A coiled structure in a polypeptide chain stabilized by hydrogen bonds between carbonyl (C=O) and amide (N-H) groups. R groups project outwards, influencing the helix's location in the folded protein.

Beta-sheet

A sheet-like structure formed by hydrogen bonding between polypeptide chains that run parallel or antiparallel to each other. It's stabilized by hydrogen bonds between carbonyl and amide groups in adjacent chains.

Protein folding

The process where proteins fold into their specific 3D structures, driven by interactions between amino acid side chains. Hydrophilic and hydrophobic interactions play a major role.

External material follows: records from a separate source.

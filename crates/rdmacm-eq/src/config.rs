//! Event queue configuration.

use std::path::Path;
use std::time::Duration;

use serde::{Deserialize, Serialize};

use crate::error::{EqError, EqResult};

/// Wait object used to block in `sread`.
#[derive(Debug, Clone, Copy, PartialEq, Eq, Hash, Serialize, Deserialize)]
#[serde(rename_all = "snake_case")]
pub enum WaitObj {
    /// No wait object requested; normalised to `Fd`.
    None,
    /// Provider's choice; normalised to `Fd`.
    Unspec,
    /// Single readiness descriptor.
    Fd,
    /// Poll set of descriptors.
    PollFd,
    /// Mutex plus condition variable. Not supported.
    MutexCond,
    /// Busy yield. Not supported.
    Yield,
}

impl WaitObj {
    /// Normalises the requested wait object, rejecting unsupported kinds.
    pub fn normalize(self) -> EqResult<WaitObj> {
        match self {
            WaitObj::None | WaitObj::Unspec | WaitObj::Fd => Ok(WaitObj::Fd),
            WaitObj::PollFd => Ok(WaitObj::PollFd),
            other => Err(EqError::NotSupported(format!("wait object {:?}", other))),
        }
    }
}

/// XRC connection setup knobs.
#[derive(Debug, Clone, Serialize, Deserialize)]
#[serde(default)]
pub struct XrcConfig {
    /// Transparent retries of an active-side connect error before it surfaces.
    pub max_connect_retries: u32,
    /// Bits of a connection tag used for the table index; the rest carry the
    /// slot generation.
    pub conn_tag_index_bits: u8,
}

impl Default for XrcConfig {
    fn default() -> Self {
        Self {
            max_connect_retries: 16,
            conn_tag_index_bits: 18,
        }
    }
}

/// Event queue configuration.
#[derive(Debug, Clone, Serialize, Deserialize)]
#[serde(default)]
pub struct EqConfig {
    /// Allow application writes into the queue.
    pub writable: bool,
    /// Wait object for blocking reads.
    pub wait_obj: WaitObj,
    /// Address and route resolution timeout in milliseconds.
    pub resolve_timeout_ms: u64,
    /// XRC settings.
    pub xrc: XrcConfig,
}

impl Default for EqConfig {
    fn default() -> Self {
        Self {
            writable: false,
            wait_obj: WaitObj::Unspec,
            resolve_timeout_ms: 2000,
            xrc: XrcConfig::default(),
        }
    }
}

impl EqConfig {
    /// Resolution timeout as a duration.
    pub fn resolve_timeout(&self) -> Duration {
        Duration::from_millis(self.resolve_timeout_ms)
    }

    /// Loads a configuration from a `.toml` or `.json` file.
    pub fn from_file(path: &Path) -> anyhow::Result<Self> {
        let contents = std::fs::read_to_string(path)?;
        let ext = path
            .extension()
            .and_then(|e| e.to_str())
            .unwrap_or_default();

        match ext.to_lowercase().as_str() {
            "toml" => {
                let config: EqConfig = toml::from_str(&contents)?;
                Ok(config)
            }
            "json" => {
                let config: EqConfig = serde_json::from_str(&contents)?;
                Ok(config)
            }
            _ => anyhow::bail!("Unsupported config file extension: {}", ext),
        }
    }
}

#[cfg(test)]
mod tests {
    use super::*;
    use std::io::Write;
    use tempfile::NamedTempFile;

    #[test]
    fn test_default_values() {
        let config = EqConfig::default();
        assert!(!config.writable);
        assert_eq!(config.wait_obj, WaitObj::Unspec);
        assert_eq!(config.resolve_timeout(), Duration::from_secs(2));
        assert_eq!(config.xrc.max_connect_retries, 16);
        assert_eq!(config.xrc.conn_tag_index_bits, 18);
    }

    #[test]
    fn test_wait_obj_normalize() {
        assert_eq!(WaitObj::None.normalize().unwrap(), WaitObj::Fd);
        assert_eq!(WaitObj::Unspec.normalize().unwrap(), WaitObj::Fd);
        assert_eq!(WaitObj::PollFd.normalize().unwrap(), WaitObj::PollFd);
        assert!(matches!(
            WaitObj::MutexCond.normalize(),
            Err(EqError::NotSupported(_))
        ));
        assert!(WaitObj::Yield.normalize().is_err());
    }

    #[test]
    fn test_from_file_toml() {
        let mut file = NamedTempFile::with_suffix(".toml").unwrap();
        writeln!(
            file,
            r#"
writable = true
wait_obj = "poll_fd"

[xrc]
max_connect_retries = 2
"#
        )
        .unwrap();

        let config = EqConfig::from_file(file.path()).unwrap();
        assert!(config.writable);
        assert_eq!(config.wait_obj, WaitObj::PollFd);
        assert_eq!(config.xrc.max_connect_retries, 2);
        assert_eq!(config.xrc.conn_tag_index_bits, 18);
        assert_eq!(config.resolve_timeout_ms, 2000);
    }

    #[test]
    fn test_from_file_json() {
        let mut file = NamedTempFile::with_suffix(".json").unwrap();
        writeln!(file, r#"{{"resolve_timeout_ms": 500}}"#).unwrap();

        let config = EqConfig::from_file(file.path()).unwrap();
        assert_eq!(config.resolve_timeout_ms, 500);
        assert!(!config.writable);
    }

    #[test]
    fn test_from_file_unknown_extension() {
        let file = NamedTempFile::with_suffix(".yaml").unwrap();
        assert!(EqConfig::from_file(file.path()).is_err());
    }
}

Primary structure determines function

The specific sequence of amino acids in a protein determines its primary structure and consequently its folding and 3D shape. This relationship is crucial for protein function.

Tertiary structure dictates function

The 3D shape of a protein determines its function because it dictates the formation of active sites where molecules can bind and react.

Loop (Protein structure)

A coiled structure found in proteins formed by the interaction of amino acid side chains. It contributes to the protein's overall 3D shape.

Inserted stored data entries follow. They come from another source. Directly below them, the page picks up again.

pub struct Node {
    pub sim: SimCm,
    pub eq: EventQueue,
    pub addr: SocketAddr,
    pub listener: ListenerId,
    pub listen_id: CmId,
    pub protocol: EpProtocol,
    pub srqn: u32,
    /// Endpoints created by auto-accept.
    pub accepted: Vec<EndpointId>,
    /// Everything the application read so far.
    pub log: Vec<Seen>,
    /// Payload returned with every auto-accept; `None` rejects instead.
    pub accept_data: Option<Vec<u8>>,
}

impl Node {
    pub fn new(
        id_base: u64,
        addr: SocketAddr,
        port_space: PortSpace,
        protocol: EpProtocol,
        config: EqConfig,
    ) -> Self {
        let sim = SimCm::with_id_base(id_base);
        let eq = EventQueue::open(config, sim.clone(), sim.clone()).unwrap();
        let listener = eq
            .listen(addr, port_space, ConnectionHints::any(protocol))
            .unwrap();
        let listen_id = sim
            .take_commands()
            .iter()
            .find_map(|cmd| match cmd {
                SimCommand::Listen { id, .. } => Some(*id),
                _ => None,
            })
            .unwrap();
        Self {
            sim,
            eq,
            addr,
            listener,
            listen_id,
            protocol,
            srqn: id_base as u32 + 7,
            accepted: Vec::new(),
            log: Vec::new(),
            accept_data: Some(Vec::new()),
        }
    }

    /// Endpoint attributes for connecting to `peer`.
    pub fn attr_to(&self, peer: &Node, port_space: PortSpace) -> EndpointAttr {
        let attr = match self.protocol {
            EpProtocol::RdmaCm => EndpointAttr::msg(Some(peer.addr)),
            EpProtocol::RdmaCmXrc => EndpointAttr::xrc(Some(peer.addr), self.addr.port(), self.srqn),
        };
        attr.with_port_space(port_space)
    }

    fn passive_attr(&self) -> EndpointAttr {
        match self.protocol {
            EpProtocol::RdmaCm => EndpointAttr::msg(None),
            EpProtocol::RdmaCmXrc => EndpointAttr::xrc(None, self.addr.port(), self.srqn),
        }
    }

    /// Reads until the queue has nothing more, answering connect requests.
    fn drain(&mut self) -> usize {
        let mut count = 0;
        loop {
            let seen = match self.eq.read(READ_CAPACITY, ReadFlags::NONE) {
                Ok(entry) => Seen::Entry(entry),
                Err(EqError::ErrorAvailable) => Seen::Error(self.eq.read_error(READ_CAPACITY).unwrap()),
                Err(EqError::WouldBlock) => break,
                Err(err) => panic!("read failed: {err}"),
            };
            if let Seen::Entry(entry) = &seen {
                if entry.kind == EventKind::ConnReq {
                    self.answer(entry);
                }
            }
            self.log.push(seen);
            count += 1;
        }
        count
    }

    fn answer(&mut self, entry: &QueueEntry) {
        let Some(req) = entry.info.as_ref() else {
            return;
        };
        match self.accept_data.clone() {
            Some(data) => {
                let ep = self.eq.create_endpoint(self.passive_attr()).unwrap();
                self.eq.accept(ep, req, &data).unwrap();
                self.accepted.push(ep);
            }
            None => self.eq.reject(req, b"busy").unwrap(),
        }
    }

    pub fn count(&self, kind: EventKind) -> usize {
        self.log.iter().filter(|seen| seen.kind() == Some(kind)).count()
    }

    pub fn errors(&self) -> Vec<&ErrorEntry> {
        self.log
            .iter()
            .filter_map(|seen| match seen {
                Seen::Error(err) => Some(err),
                Seen::Entry(_) => None,
            })
            .collect()
    }

    pub fn entries(&self, kind: EventKind) -> Vec<&QueueEntry> {
        self.log
            .iter()
            .filter_map(|seen| match seen {
                Seen::Entry(entry) if entry.kind == kind => Some(entry),
                _ => None,
            })
            .collect()
    }
}

/// Two nodes joined by a simulated fabric.
pub struct Pair {
    pub a: Node,
    pub b: Node,
    pub port_space: PortSpace,
    links: HashMap<CmId, CmId>,
    last_connect: HashMap<CmId, (Side, CmEvent)>,
    answered: HashSet<CmId>,
    down: HashSet<CmId>,
    /// Holds back accept responses for the original leg of A.
    pub hold_original_response: bool,
    held: Vec<(Side, CmEvent)>,
    /// Connects from A fail with a timeout instead of reaching B.
    pub fail_connects_from_a: bool,
    /// This many connects from B fail with a timeout before one gets through.
    pub fail_next_connects_from_b: usize,
    /// A answers reciprocal connects with a header B cannot parse.
    pub garble_reciprocal_accepts: bool,
    /// Requests superseded by a retransmission; rejects of these are the
    /// requester's CM discarding a duplicate and never reach it.
    superseded: HashSet<CmId>,
    /// Every command seen, tagged with its issuer.
    pub wire: Vec<(Side, SimCommand)>,
}

impl Pair {
    pub fn new(protocol: EpProtocol, port_space: PortSpace, config: EqConfig) -> Self {
        init_tracing();
        let a = Node::new(
            1,
            "10.0.0.1:7001".parse().unwrap(),
            port_space,
            protocol,
            config.clone(),
        );
        let b = Node::new(
            10_000,
            "10.0.0.2:7002".parse().unwrap(),
            port_space,
            protocol,
            config,
        );
        Self {
            a,
            b,
            port_space,
            links: HashMap::new(),
            last_connect: HashMap::new(),
            answered: HashSet::new(),
            down: HashSet::new(),
            hold_original_response: false,
            held: Vec::new(),
            fail_connects_from_a: false,
            fail_next_connects_from_b: 0,
            garble_reciprocal_accepts: false,
            superseded: HashSet::new(),
            wire: Vec::new(),
        }
    }

    pub fn xrc(port_space: PortSpace) -> Self {
        Self::new(EpProtocol::RdmaCmXrc, port_space, EqConfig::default())
    }

    pub fn node(&self, side: Side) -> &Node {
        match side {
            Side::A => &self.a,
            Side::B => &self.b,
        }
    }

    fn node_mut(&mut self, side: Side) -> &mut Node {
        match side {
            Side::A => &mut self.a,
            Side::B => &mut self.b,
        }
    }

    fn push(&self, side: Side, event: CmEvent) {
        self.node(side).sim.push_event(event);
    }

    fn ephemeral(&self, side: Side, id: CmId) -> SocketAddr {
        SocketAddr::new(self.node(side).addr.ip(), 40_000 + (id.0 % 20_000) as u16)
    }

    fn route(&self, side: Side, id: CmId) -> RouteInfo {
        RouteInfo {
            src: self.ephemeral(side, id),
            dst: self.node(side.peer()).addr,
            device: DEVICE.to_string(),
            format: AddressFormat::Ip,
        }
    }

    fn deliver_connect_request(&mut self, from: Side, id: CmId, event: CmEvent) {
        let to = from.peer();
        let peer_id = self.node(to).sim.alloc_id();
        self.links.insert(id, peer_id);
        self.links.insert(peer_id, id);
        let event = CmEvent {
            id: peer_id,
            listen_id: Some(self.node(to).listen_id),
            ..event
        };
        self.push(to, event);
    }

    fn route_command(&mut self, from: Side, cmd: SimCommand) {
        let to = from.peer();
        self.wire.push((from, cmd.clone()));
        match cmd {
            SimCommand::ResolveAddr { id, .. } => {
                self.push(from, CmEvent::new(CmEventKind::AddrResolved, id));
            }
            SimCommand::ResolveRoute { id } => {
                let route = self.route(from, id);
                self.push(
                    from,
                    CmEvent::new(CmEventKind::RouteResolved, id).with_route(route),
                );
            }
            SimCommand::Connect { id, param } => {
                if from == Side::A && self.fail_connects_from_a {
                    self.push(
                        from,
                        CmEvent::new(CmEventKind::ConnectError, id).with_status(-110),
                    );
                    return;
                }
                if from == Side::B && self.fail_next_connects_from_b > 0 {
                    self.fail_next_connects_from_b -= 1;
                    self.push(
                        from,
                        CmEvent::new(CmEventKind::ConnectError, id).with_status(-110),
                    );
                    return;
                }
                let route = RouteInfo {
                    src: self.node(to).addr,
                    dst: self.ephemeral(from, id),
                    device: DEVICE.to_string(),
                    format: AddressFormat::Ip,
                };
                let event = CmEvent::new(CmEventKind::ConnectRequest, id)
                    .with_route(route)
                    .with_private_data(param.private_data)
                    .with_qp_num(param.qp_num)
                    .with_port_space(self.port_space);
                self.last_connect.insert(id, (from, event.clone()));
                self.deliver_connect_request(from, id, event);
            }
            SimCommand::Accept { id, param } => {
                let Some(&peer_id) = self.links.get(&id) else {
                    return;
                };
                // resent SIDR responses reach a requester that already has its answer
                if !self.answered.insert(peer_id) {
                    return;
                }
                let connectionless = self.port_space.is_connectionless();
                let kind = if connectionless {
                    CmEventKind::Established
                } else {
                    CmEventKind::ConnectResponse
                };
                let requester = self.last_connect.get(&peer_id).map(|(side, _)| *side);
                // A only ever connects original legs, B only reciprocal ones
                let is_original_of_a = to == Side::A && requester == Some(Side::A);
                let is_reciprocal_of_b = to == Side::B && requester == Some(Side::B);
                let private_data = if self.garble_reciprocal_accepts && is_reciprocal_of_b {
                    param.private_data.slice(0..0)
                } else {
                    param.private_data
                };
                let response = CmEvent::new(kind, peer_id)
                    .with_private_data(private_data)
                    .with_qp_num(param.qp_num)
                    .with_port_space(self.port_space);
                if self.hold_original_response && is_original_of_a {
                    self.held.push((to, response));
                } else {
                    self.push(to, response);
                }
                if !connectionless {
                    self.push(from, CmEvent::new(CmEventKind::Established, id));
                }
            }
            SimCommand::Reject { id, private_data } => {
                if self.superseded.contains(&id) {
                    return;
                }
                let Some(&peer_id) = self.links.get(&id) else {
                    return;
                };
                let event = if self.port_space.is_connectionless() {
                    CmEvent::new(CmEventKind::Unreachable, peer_id)
                        .with_status(2)
                        .with_port_space(PortSpace::Udp)
                } else {
                    CmEvent::new(CmEventKind::Rejected, peer_id).with_status(28)
                };
                self.push(to, event.with_private_data(private_data));
            }
            SimCommand::Disconnect { id } => {
                if !self.down.insert(id) {
                    return;
                }
                self.push(from, CmEvent::new(CmEventKind::Disconnected, id));
                self.push(from, CmEvent::new(CmEventKind::TimewaitExit, id));
                if let Some(&peer_id) = self.links.get(&id) {
                    if self.down.insert(peer_id) {
                        self.push(to, CmEvent::new(CmEventKind::Disconnected, peer_id));
                        self.push(to, CmEvent::new(CmEventKind::TimewaitExit, peer_id));
                    }
                }
            }
            _ => {}
        }
    }

    /// Routes all pending commands. Returns how many there were.
    pub fn pump(&mut self) -> usize {
        let mut moved = 0;
        for side in [Side::A, Side::B] {
            let commands = self.node(side).sim.take_commands();
            moved += commands.len();
            for cmd in commands {
                self.route_command(side, cmd);
            }
        }
        moved
    }

    /// Pumps and drains both nodes until nothing moves.
    pub fn settle(&mut self) {
        for _ in 0..200 {
            let moved = self.pump();
            let read = self.a.drain() + self.b.drain();
            let pending = self.a.sim.pending_events() + self.b.sim.pending_events();
            if moved == 0 && read == 0 && pending == 0 {
                return;
            }
        }
        panic!("fabric did not settle");
    }

    pub fn release_held(&mut self) {
        for (side, event) in std::mem::take(&mut self.held) {
            self.push(side, event);
        }
    }

    /// Replays the last connect request sent on `id` under a fresh
    /// identifier at the receiver, as a lost response would cause.
    pub fn retransmit(&mut self, id: CmId) -> CmId {
        let (from, event) = self.last_connect.get(&id).cloned().unwrap();
        let peer_id = self.node(from.peer()).sim.alloc_id();
        if let Some(&earlier) = self.links.get(&id) {
            self.superseded.insert(earlier);
        }
        self.links.insert(peer_id, id);
        let event = CmEvent {
            id: peer_id,
            listen_id: Some(self.node(from.peer()).listen_id),
            ..event
        };
        self.push(from.peer(), event);
        peer_id
    }

    /// Connects a new endpoint on A to B.
    pub fn connect(&mut self, data: &[u8]) -> EndpointId {
        let attr = self.a.attr_to(&self.b, self.port_space);
        let ep = self.a.eq.create_endpoint(attr).unwrap();
        self.a.eq.connect(ep, data).unwrap();
        ep
    }

    pub fn wire_count(&self, side: Side, pred: impl Fn(&SimCommand) -> bool) -> usize {
        self.wire
            .iter()
            .filter(|(s, cmd)| *s == side && pred(cmd))
            .count()
    }
}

Domain (Protein structure)

A short segment of a protein made up of several amino acids that has a specific function (like binding to another molecule) and can be repeated multiple times in a protein.

Study Notes

Cell Structure and Function

• All cells have a plasma membrane that separates the living cell material from the outside environment. This membrane is active and dynamic, regulating interactions with the surroundings.
• All cells need nutrients from external sources to build macromolecules.
• Cells release waste products.
• Internal membranes divide the cell into compartments for different functions. The nucleus, containing DNA, is a key compartment.
• The nucleus is surrounded by a membrane which regulates the flow of materials into and out of the nucleus. The nucleus is located in the cytoplasm.
• Some cells lack a nucleus (prokaryotes), while others have a nucleus (eukaryotes).
• Prokaryotic cells are generally smaller and reproduce quickly, obtaining diverse energy sources. Common examples of prokaryotic organisms are bacteria and archaea, found in diverse environments.
• Eukaryotic cells, seen in humans, plants, and fungi, have a nucleus and internal membrane-bound organelles.
• These organelles perform specialized functions crucial to eukaryotic cell operations.
• Three groups of cells are bacteria, archaea, and eukarya. Bacteria and archaea are prokaryotes, while eukarya make up eukaryotes.

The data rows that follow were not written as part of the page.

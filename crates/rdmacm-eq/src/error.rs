//! Error types for the event queue.

use thiserror::Error;

/// Result type alias for event queue operations.
pub type EqResult<T> = Result<T, EqError>;

/// Error variants returned by the event queue and its endpoint surface.
#[derive(Debug, Error)]
pub enum EqError {
    /// No event is available yet. Not a failure.
    #[error("no event available")]
    WouldBlock,

    /// A structured error is recorded and must be drained with `read_error`.
    #[error("error entry available")]
    ErrorAvailable,

    /// The caller's buffer cannot hold the pending entry.
    #[error("buffer too small: need {needed} bytes, have {available}")]
    TooSmall {
        /// Bytes required.
        needed: usize,
        /// Bytes the caller offered.
        available: usize,
    },

    /// The queue still has external references attached.
    #[error("event queue busy: {refs} references outstanding")]
    Busy {
        /// Number of outstanding references.
        refs: usize,
    },

    /// The request is not valid for the current queue or endpoint state.
    #[error("invalid argument: {0}")]
    InvalidArgument(String),

    /// An internal table ran out of slots.
    #[error("out of memory: {0}")]
    NoMemory(&'static str),

    /// The requested wait object or feature is not supported.
    #[error("not supported: {0}")]
    NotSupported(String),

    /// The queue has been closed.
    #[error("event queue closed")]
    Closed,

    /// A handle refers to an endpoint or listener that no longer exists.
    #[error("stale handle")]
    StaleHandle,

    /// An inbound request does not match the listener's hints.
    #[error("no matching data: {0}")]
    NoMatchingData(String),

    /// A connection manager command failed.
    #[error(transparent)]
    Cm(#[from] std::io::Error),
}

impl EqError {
    /// Returns true for the non-failure "try again later" outcome.
    pub fn is_would_block(&self) -> bool {
        matches!(self, EqError::WouldBlock)
    }

    /// Provider errno for errors originating from a collaborator command.
    pub fn prov_errno(&self) -> i32 {
        match self {
            EqError::Cm(e) => e.raw_os_error().unwrap_or(ErrorCode::Provider(0).errno()),
            EqError::NoMemory(_) => ErrorCode::NoMemory.errno(),
            EqError::NoMatchingData(_) => ErrorCode::NoData.errno(),
            EqError::InvalidArgument(_) => ErrorCode::InvalidArgument.errno(),
            _ => 0,
        }
    }

    /// Code recorded in an error entry when this error is fatal to an endpoint.
    pub fn code(&self) -> ErrorCode {
        match self {
            EqError::Cm(e) => ErrorCode::from_io(e),
            EqError::NoMemory(_) => ErrorCode::NoMemory,
            EqError::NoMatchingData(_) => ErrorCode::NoData,
            EqError::InvalidArgument(_) => ErrorCode::InvalidArgument,
            other => ErrorCode::Provider(other.prov_errno()),
        }
    }
}

/// Errno-style code stored in an error entry.
#[derive(Debug, Clone, Copy, PartialEq, Eq, Hash)]
pub enum ErrorCode {
    /// Address, route or connect attempt timed out or failed.
    TimedOut,
    /// The peer or the fabric refused the connection.
    ConnectionRefused,
    /// The device backing the connection was removed.
    NoDevice,
    /// The local address changed underneath the connection.
    AddressNotAvailable,
    /// The peer spoke an unexpected negotiation protocol.
    Protocol,
    /// No provider info matched a connect request.
    NoData,
    /// An allocation failed.
    NoMemory,
    /// A parameter was invalid.
    InvalidArgument,
    /// Raw provider errno.
    Provider(i32),
}

impl ErrorCode {
    /// Linux errno value for this code.
    pub fn errno(self) -> i32 {
        match self {
            ErrorCode::TimedOut => 110,
            ErrorCode::ConnectionRefused => 111,
            ErrorCode::NoDevice => 19,
            ErrorCode::AddressNotAvailable => 99,
            ErrorCode::Protocol => 71,
            ErrorCode::NoData => 61,
            ErrorCode::NoMemory => 12,
            ErrorCode::InvalidArgument => 22,
            ErrorCode::Provider(errno) => errno,
        }
    }

    /// Maps a collaborator failure onto the code recorded for the endpoint.
    pub fn from_io(err: &std::io::Error) -> Self {
        match err.raw_os_error() {
            Some(110) => ErrorCode::TimedOut,
            Some(111) => ErrorCode::ConnectionRefused,
            Some(19) => ErrorCode::NoDevice,
            Some(99) => ErrorCode::AddressNotAvailable,
            Some(12) => ErrorCode::NoMemory,
            Some(errno) => ErrorCode::Provider(errno),
            None => ErrorCode::Provider(0),
        }
    }
}

impl std::fmt::Display for ErrorCode {
    fn fmt(&self, f: &mut std::fmt::Formatter<'_>) -> std::fmt::Result {
        write!(f, "{}", strerror(self.errno()))
    }
}

/// Renders a provider errno as human-readable text.
pub fn strerror(prov_errno: i32) -> String {
    std::io::Error::from_raw_os_error(prov_errno.abs()).to_string()
}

DNA, Transcription, & Translation

• DNA stores and transmits information for an organism's growth, function, and reproduction.
• DNA is organized as a double helix, containing four types of molecules.
• DNA is used as a template to make RNA.
• Proteins are made of molecules that provide structure and function for cells.
• The synthesis of RNA from DNA is called transcription.
• Translation converts information from RNA into proteins.
• DNA replication provides a means to transfer genetic information to other cells. It's a precise copying system to produce exact copies of double helix strands creating a perfect duplication.
• Errors in replication (mutations) can be harmful or lethal.

Cell Theory

• All organisms are made up of cells.
• The cell is the fundamental unit of life.
• Cells come from preexisting cells.
• Some organisms are unicellular, while some are multicellular.
• Multicellular organisms have specialized cells that perform specialized functions.

Organic Molecules

• Proteins provide structural support and catalyze chemical reactions.
• Nucleic acids encode and transmit genetic information.
• Carbohydrates provide energy.
• Lipids make up cell membranes and store energy.

Metabolism

• The set of chemical reactions inside cells that convert energy into different forms.
• All organisms use chemical reactions to build up and break down molecules to sustain life.

Cell Organization

• Genetic material is housed in the nucleoid of prokaryotic cells and in the nucleus of eukaryotic cells. Prokaryotic cells contain a cell wall surrounding the cell's membrane and have simpler structure than eukaryotic cells.
• Prokaryotes have a simple organization, lacking membrane-bound organelles.
• Eukaryotic cells have multiple organelles allowing for different functions in their internal membranes. Cell membranes are made up of phospholipids.